- 法網狙擊
- Genre: Legal drama
- Created by: Jazz Boon
- Screenplay by: Ng Lap-kwong Wong Kwok-fai Cheung Suet-kuk Tong Kin-ping Yeung Wing-ying Tsang Po-wah Wan Kam-fung Lau Chi-hang Wong Sau0ching Cheng Chung-tai
- Directed by: Man Wai-hung Kwok Wai-sing Chin Wing-chi Hui Sui-ping
- Starring: Michael Tse Tavia Yeung Sammy Leung Sharon Chan Louis Yuen Vincent Wong Benz Hui Mary Hon Mandy Wong Derek Kok Alice Chan Oscar Leung Samantha Ko Otto Chan Hoffman Cheng JJ Jia Grace Wong
- Theme music composer: Yip Siu-chung
- Opening theme: Seemingly Imaginary Life (疑幻人生) performed by Michael Tse and Sammy Leung
- Country of origin: Hong Kong
- Original language: Cantonese
- No. of episodes: 26

Production
- Producers: Tommy Leung Man Wai-hung
- Production location: Hong Kong
- Camera setup: Multi camera
- Production company: TVB

Original release
- Network: TVB Jade
- Release: 18 December 2012 – 19 January 2013

= Friendly Fire (TV series) =

Hong Kong legal drama television series

Friendly Fire (法網狙擊; literally "justice attack") is a 2012 Hong Kong legal drama television series produced by TVB under executive producers Tommy Leung and Man Wai-hung and starring Michael Tse, Tavia Yeung, Sammy Leung and Sharon Chan.

==Production==
The series was confirmed to film by the producers on 10 February 2012. An internal costume fitting was held on 12 April 2012 at TVB City.

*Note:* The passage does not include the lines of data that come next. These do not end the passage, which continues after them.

//! Font agent server.
//!
//! Usage: `font-agent-server [CONFIG.toml]`, or `font-agent-server --example-config`
//! to print a configuration template. `FONT_AGENT_*` environment variables
//! override whatever the file sets.

use std::process::ExitCode;

use font_agent_protocol::{init_logging, AcceptAll, AgentServer, NetworkConfig, Result, TcpServer};
use tracing::{error, info};

fn load_config() -> Result<Option<NetworkConfig>> {
    let mut config = match std::env::args().nth(1).as_deref() {
        Some("--example-config") => {
            println!("{}", NetworkConfig::example_config());
            return Ok(None);
        }
        Some(path) => NetworkConfig::from_file(path)?,
        None => NetworkConfig::default(),
    };
    config.apply_env_overrides();
    config.validate_strict()?;
    Ok(Some(config))
}

async fn serve(config: NetworkConfig) -> Result<()> {
    init_logging(&config.logging)?;

    let mut server = TcpServer::new(config);
    let agents = AgentServer::attach(&mut server, AcceptAll);
    let listening = server.listen().await?;
    info!(address = %listening.local_addr(), "Font agent server ready");

    listening.run().await?;
    info!(agents = agents.directory().len(), "Server stopped");
    Ok(())
}

#[tokio::main]
async fn main() -> ExitCode {
    let config = match load_config() {
        Ok(Some(config)) => config,
        Ok(None) => return ExitCode::SUCCESS,
        Err(e) => {
            eprintln!("font-agent-server: {e}");
            return ExitCode::FAILURE;
        }
    };

    match serve(config).await {
        Ok(()) => ExitCode::SUCCESS,
        Err(e) => {
            error!(error = %e, "Server failed");
            eprintln!("font-agent-server: {e}");
            ExitCode::FAILURE
        }
    }
}
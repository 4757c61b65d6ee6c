//! # Configuration Management
//!
//! Centralized configuration for the agent server.
//!
//! ## Configuration Sources
//! - TOML files via `from_file()` / `from_toml()`
//! - Direct instantiation with defaults
//! - Environment overrides via `from_env()` / `apply_env_overrides()`
//!
//! ## Example
//! ```toml
//! [server]
//! address = "0.0.0.0:6969"
//! max_connections = 1000
//! shutdown_timeout = 10000
//! nodelay = true
//!
//! [protocol]
//! max_buffer_size = 65536
//!
//! [logging]
//! app_name = "font-agent-server"
//! log_level = "info"
//! log_to_console = true
//! log_to_file = false
//! json_format = false
//! ```

use crate::core::codec::DEFAULT_MAX_BUFFER_SIZE;
use crate::core::registry::PacketRegistry;
use crate::error::{ProtocolError, Result};
use serde::{Deserialize, Serialize};
use std::fs::File;
use std::io::Read;
use std::path::Path;
use std::str::FromStr;
use std::time::Duration;
use tracing::{warn, Level};

/// Port agents connect to unless configured otherwise
pub const DEFAULT_PORT: u16 = 6969;

/// How long shutdown waits for sessions to finish
pub const DEFAULT_SHUTDOWN_TIMEOUT: Duration = Duration::from_secs(10);

/// Upper bound accepted for `protocol.max_buffer_size` (16 MB)
pub const MAX_BUFFER_LIMIT: usize = 16 * 1024 * 1024;

/// Main configuration structure that contains all configurable settings
#[derive(Debug, Clone, Deserialize, Serialize, Default)]
pub struct NetworkConfig {
    #[serde(default)]
    pub server: ServerConfig,

    #[serde(default)]
    pub protocol: ProtocolConfig,

    #[serde(default)]
    pub logging: LoggingConfig,
}

impl NetworkConfig {
    /// Load configuration from a TOML file
    pub fn from_file<P: AsRef<Path>>(path: P) -> Result<Self> {
        let mut file = File::open(path)
            .map_err(|e| ProtocolError::ConfigError(format!("Failed to open config file: {e}")))?;

        let mut contents = String::new();
        file.read_to_string(&mut contents)
            .map_err(|e| ProtocolError::ConfigError(format!("Failed to read config file: {e}")))?;

        Self::from_toml(&contents)
    }

    /// Load configuration from TOML string
    pub fn from_toml(content: &str) -> Result<Self> {
        toml::from_str::<Self>(content)
            .map_err(|e| ProtocolError::ConfigError(format!("Failed to parse TOML: {e}")))
    }

    /// Defaults with environment overrides applied
    pub fn from_env() -> Result<Self> {
        let mut config = Self::default();
        config.apply_env_overrides();
        Ok(config)
    }

    /// Override fields from `FONT_AGENT_*` environment variables.
    /// Unparsable values are logged and ignored.
    pub fn apply_env_overrides(&mut self) {
        if let Ok(addr) = std::env::var("FONT_AGENT_SERVER_ADDRESS") {
            self.server.address = addr;
        }

        if let Some(val) = env_parse::<usize>("FONT_AGENT_MAX_CONNECTIONS") {
            self.server.max_connections = val;
        }

        if let Some(val) = env_parse::<usize>("FONT_AGENT_MAX_BUFFER_SIZE") {
            self.protocol.max_buffer_size = val;
        }

        if let Some(val) = env_parse::<u64>("FONT_AGENT_SHUTDOWN_TIMEOUT_MS") {
            self.server.shutdown_timeout = Duration::from_millis(val);
        }

        if let Some(level) = env_parse::<Level>("FONT_AGENT_LOG_LEVEL") {
            self.logging.log_level = level;
        }
    }

    /// Apply overrides to the default configuration
    pub fn default_with_overrides<F>(mutator: F) -> Self
    where
        F: FnOnce(&mut Self),
    {
        let mut config = Self::default();
        mutator(&mut config);
        config
    }

    /// Generate example configuration file content
    pub fn example_config() -> String {
        toml::to_string_pretty(&Self::default())
            .unwrap_or_else(|_| String::from("# Failed to generate example config"))
    }

    /// Save configuration to a file
    pub fn save_to_file<P: AsRef<Path>>(&self, path: P) -> Result<()> {
        let content = toml::to_string_pretty(self)
            .map_err(|e| ProtocolError::ConfigError(format!("Failed to serialize config: {e}")))?;

        std::fs::write(path, content)
            .map_err(|e| ProtocolError::ConfigError(format!("Failed to write config file: {e}")))?;

        Ok(())
    }

    /// Validate the configuration for common issues and misconfigurations
    ///
    /// Returns a list of validation errors. Empty list means configuration is valid.
    pub fn validate(&self) -> Vec<String> {
        let mut errors = Vec::new();
        errors.extend(self.server.validate());
        errors.extend(self.protocol.validate());
        errors.extend(self.logging.validate());
        errors
    }

    /// Validate and return Result - convenience method
    pub fn validate_strict(&self) -> Result<()> {
        let errors = self.validate();
        if errors.is_empty() {
            Ok(())
        } else {
            Err(ProtocolError::ConfigError(format!(
                "Configuration validation failed:\n  - {}",
                errors.join("\n  - ")
            )))
        }
    }
}

fn env_parse<T: FromStr>(name: &str) -> Option<T> {
    let raw = std::env::var(name).ok()?;
    match raw.parse::<T>() {
        Ok(val) => Some(val),
        Err(_) => {
            warn!(variable = name, value = %raw, "Ignoring unparsable environment override");
            None
        }
    }
}

/// Listener configuration
#[derive(Debug, Clone, Deserialize, Serialize)]
pub struct ServerConfig {
    /// Listen address (e.g., "0.0.0.0:6969"; port 0 picks a free port)
    pub address: String,

    /// Maximum number of concurrent agent connections
    pub max_connections: usize,

    /// Timeout for graceful server shutdown
    #[serde(with = "duration_serde")]
    pub shutdown_timeout: Duration,

    /// Disable Nagle's algorithm on accepted sockets
    #[serde(default = "default_nodelay")]
    pub nodelay: bool,
}

fn default_nodelay() -> bool {
    true
}

impl Default for ServerConfig {
    fn default() -> Self {
        Self {
            address: format!("0.0.0.0:{DEFAULT_PORT}"),
            max_connections: 1000,
            shutdown_timeout: DEFAULT_SHUTDOWN_TIMEOUT,
            nodelay: true,
        }
    }
}

impl ServerConfig {
    /// Validate server configuration
    pub fn validate(&self) -> Vec<String> {
        let mut errors = Vec::new();

        if self.address.is_empty() {
            errors.push("Server address cannot be empty".to_string());
        } else if self.address.parse::<std::net::SocketAddr>().is_err() {
            errors.push(format!(
                "Invalid server address format: '{}' (expected format: '0.0.0.0:6969')",
                self.address
            ));
        }

        if self.max_connections == 0 {
            errors.push("Max connections must be greater than 0".to_string());
        } else if self.max_connections > 100_000 {
            errors.push(format!(
                "Max connections very high: {} (ensure system resources can support this)",
                self.max_connections
            ));
        }

        if self.shutdown_timeout.as_millis() < 100 {
            errors.push("Shutdown timeout too short (minimum: 100ms)".to_string());
        } else if self.shutdown_timeout.as_secs() > 60 {
            errors.push("Shutdown timeout too long (maximum: 60s)".to_string());
        }

        errors
    }
}

/// Framing configuration
#[derive(Debug, Clone, Deserialize, Serialize)]
pub struct ProtocolConfig {
    /// Bytes a single connection may buffer before it is dropped
    pub max_buffer_size: usize,
}

impl Default for ProtocolConfig {
    fn default() -> Self {
        Self {
            max_buffer_size: DEFAULT_MAX_BUFFER_SIZE,
        }
    }
}

impl ProtocolConfig {
    /// Validate framing configuration against the standard packet set
    pub fn validate(&self) -> Vec<String> {
        let mut errors = Vec::new();
        let largest_frame = PacketRegistry::standard().max_frame_size();

        if self.max_buffer_size < largest_frame {
            errors.push(format!(
                "Max buffer size too small: {} bytes (largest frame is {} bytes)",
                self.max_buffer_size, largest_frame
            ));
        } else if self.max_buffer_size > MAX_BUFFER_LIMIT {
            errors.push(format!(
                "Max buffer size too large: {} bytes (maximum: {} bytes)",
                self.max_buffer_size, MAX_BUFFER_LIMIT
            ));
        }

        errors
    }
}

/// Logging configuration
#[derive(Debug, Clone, Deserialize, Serialize)]
pub struct LoggingConfig {
    /// Application name for logs
    pub app_name: String,

    /// Log level (RUST_LOG takes precedence when set)
    #[serde(with = "log_level_serde")]
    pub log_level: Level,

    /// Whether to log to stderr
    pub log_to_console: bool,

    /// Whether to log to file
    pub log_to_file: bool,

    /// Path to log file (if log_to_file is true)
    pub log_file_path: Option<String>,

    /// Whether to use JSON formatting for logs
    pub json_format: bool,
}

impl Default for LoggingConfig {
    fn default() -> Self {
        Self {
            app_name: String::from("font-agent-server"),
            log_level: Level::INFO,
            log_to_console: true,
            log_to_file: false,
            log_file_path: None,
            json_format: false,
        }
    }
}

impl LoggingConfig {
    /// Validate logging configuration
    pub fn validate(&self) -> Vec<String> {
        let mut errors = Vec::new();

        if self.app_name.is_empty() {
            errors.push("Application name cannot be empty".to_string());
        } else if self.app_name.len() > 64 {
            errors.push(format!(
                "Application name too long: {} characters (maximum: 64)",
                self.app_name.len()
            ));
        }

        if self.log_to_file {
            if let Some(ref path) = self.log_file_path {
                if let Some(parent) = Path::new(path).parent() {
                    if !parent.as_os_str().is_empty() && !parent.exists() {
                        errors.push(format!(
                            "Log file directory does not exist: {}",
                            parent.display()
                        ));
                    }
                }
            } else {
                errors.push("log_file_path must be specified when log_to_file is true".to_string());
            }
        }

        if !self.log_to_console && !self.log_to_file {
            errors
                .push("At least one logging output (console or file) must be enabled".to_string());
        }

        errors
    }
}

/// Helper module for Duration serialization/deserialization
mod duration_serde {
    use serde::{Deserialize, Deserializer, Serialize, Serializer};
    use std::time::Duration;

    pub fn serialize<S>(duration: &Duration, serializer: S) -> Result<S::Ok, S::Error>
    where
        S: Serializer,
    {
        let millis = duration.as_millis() as u64;
        millis.serialize(serializer)
    }

    pub fn deserialize<'de, D>(deserializer: D) -> Result<Duration, D::Error>
    where
        D: Deserializer<'de>,
    {
        let millis = u64::deserialize(deserializer)?;
        Ok(Duration::from_millis(millis))
    }
}

/// Helper module for tracing::Level serialization/deserialization
mod log_level_serde {
    use serde::{Deserialize, Deserializer, Serialize, Serializer};
    use std::str::FromStr;
    use tracing::Level;

    pub fn serialize<S>(level: &Level, serializer: S) -> Result<S::Ok, S::Error>
    where
        S: Serializer,
    {
        let level_str = match *level {
            Level::TRACE => "trace",
            Level::DEBUG => "debug",
            Level::INFO => "info",
            Level::WARN => "warn",
            Level::ERROR => "error",
        };
        level_str.serialize(serializer)
    }

    pub fn deserialize<'de, D>(deserializer: D) -> Result<Level, D::Error>
    where
        D: Deserializer<'de>,
    {
        let level_str = String::deserialize(deserializer)?;
        Level::from_str(&level_str)
            .map_err(|_| serde::de::Error::custom(format!("Invalid log level: {level_str}")))
    }
}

Principal photography officially started on 29 April 2012. The blessing ceremony was held on 10 May 2012 at Tseung Kwan O TVB City Studio One Parking Lot at 3:00PM.

==Plot==
Barrister JJ Kam (Michael Tse) and Director of Public Prosecutions Chris Fong (Tavia Yeung) used to be cohabiting lovers, but ended up separating due to a failed marriage proposal. Fate has it when JJ makes a job transition to take a position of Prosecutor, resulting in the two working under the same roof once again. With their distinctly different approaches in handling cases, plus the interference of a new secretary (Grace Wong), the already severe crisis in their relationship has been pushed to the edge to an nonredeemable state. Though JJ is still perturbed by the refusal of his marriage proposal, Chris actually has something rarely known to the others.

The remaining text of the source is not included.